Each of these approaches would have advantages for some tasks and disadvantages for others. Rather than trying to imply that all compilers should use the same approach, the Standard opted to allow implementations to select among them, or any other approaches that might be useful, including approaches that weren't yet invented, however they saw fit, on the presumption that implementations would select whatever approach would be most useful for the programmers targeting them. The Standard did this by categorizing as Undefined Behavior situations where #1 and #3 would be observably differnet. (Footnote 2).

Compilers like gcc and clang are designed for tasks which can best be served by identifying and eliminating code that would only be relevant in situations where the Standard imposes no requirements, and would not benefit from other treatment such as saying that such an array read may at the compiler's leisure be processed by reading the storage, with whatever consequence results, or yielding an arbitrary value in side-effect-free fashion.

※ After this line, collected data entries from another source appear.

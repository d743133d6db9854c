use crate::{
    consts::{INTERNAL_SERVER_ERROR, INVALID_REQUEST},
    models::{ErrorResponse, ValidationErrors},
};
use axum::{
    extract::rejection::JsonRejection,
    http::StatusCode,
    response::{IntoResponse, Json as ResponseJson, Response},
};
use std::any::Any;

/// Generic 500 body. Never carries upstream or internal detail.
pub fn internal_error_response() -> Response {
    (
        StatusCode::INTERNAL_SERVER_ERROR,
        ResponseJson(ErrorResponse::new(INTERNAL_SERVER_ERROR)),
    )
        .into_response()
}

pub fn validation_error_response(errors: ValidationErrors) -> Response {
    (
        StatusCode::BAD_REQUEST,
        ResponseJson(ErrorResponse::with_details(INVALID_REQUEST, errors)),
    )
        .into_response()
}

/// Map a body that is not usable JSON to a client error
pub fn json_rejection_response(rejection: JsonRejection) -> Response {
    let status = rejection.status();
    if status == StatusCode::PAYLOAD_TOO_LARGE {
        return (
            status,
            ResponseJson(ErrorResponse::new("Payload Too Large")),
        )
            .into_response();
    }

    validation_error_response(ValidationErrors::form(rejection.body_text()))
}

/// Last-resort handler for panics raised while serving a request
pub fn handle_panic(err: Box<dyn Any + Send + 'static>) -> Response {
    let detail = if let Some(s) = err.downcast_ref::<String>() {
        s.clone()
    } else if let Some(s) = err.downcast_ref::<&str>() {
        s.to_string()
    } else {
        "unknown panic payload".to_string()
    };

    tracing::error!(panic = %detail, "Unhandled error while serving request");
    internal_error_response()
}

pub async fn not_found() -> Response {
    (StatusCode::NOT_FOUND, ResponseJson(ErrorResponse::new("Not Found"))).into_response()
}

Such treatment is what you are seeing in this example.

Footnote 1: While C may not provide any means of forcing any particular object to be assigned storage immediately following a, other languages do offer control over layout, and if a and some other object extern int b[5]; were forced to be stored consecutively, an access to a[5] would be an access to b[0].

Footnote 2: Some approaches such as #3 would be incompatible with a classification of the behavior as "Implementation Defined". Because the "as-if" rule requires that no observable aspects of program behavior be affected by optimizations except in scenarios categorized as Undefined Behavior, and because the behavior out-of-bounds accesses on implementations using approach #3 would be affected by optimization, it was necessary for the Standard to categorize such accesses as Undefined Behavior.

This was in no way intended to imply that implementations which allowed objects' addresses to be assigned in ways that made approach #1 useful shouldn't continue to support that approach, nor that use of array-access syntax in such fashion wasn't a good way for implementations that allowed precise control over memory layout to allow programmers to exploit such control.

Although the Standard explicitly specifies in its definition of strictly conforming C programs that such programs must not perform any actions characterized as invoking Undefined Behavior, its definition of "conforming C programs" is devoid of such a requirement, and it expressly states that the phraseology "X shall be Y" means nothing more nor less than that execution of a construct when X isn't Y will invoke Undefined Behavior [implying that such execution would be forbidden in strictly conforming C programs, but not in conforming C programs], some people treat the Standard as not recognizing any category of conformance to which many constraints would not apply.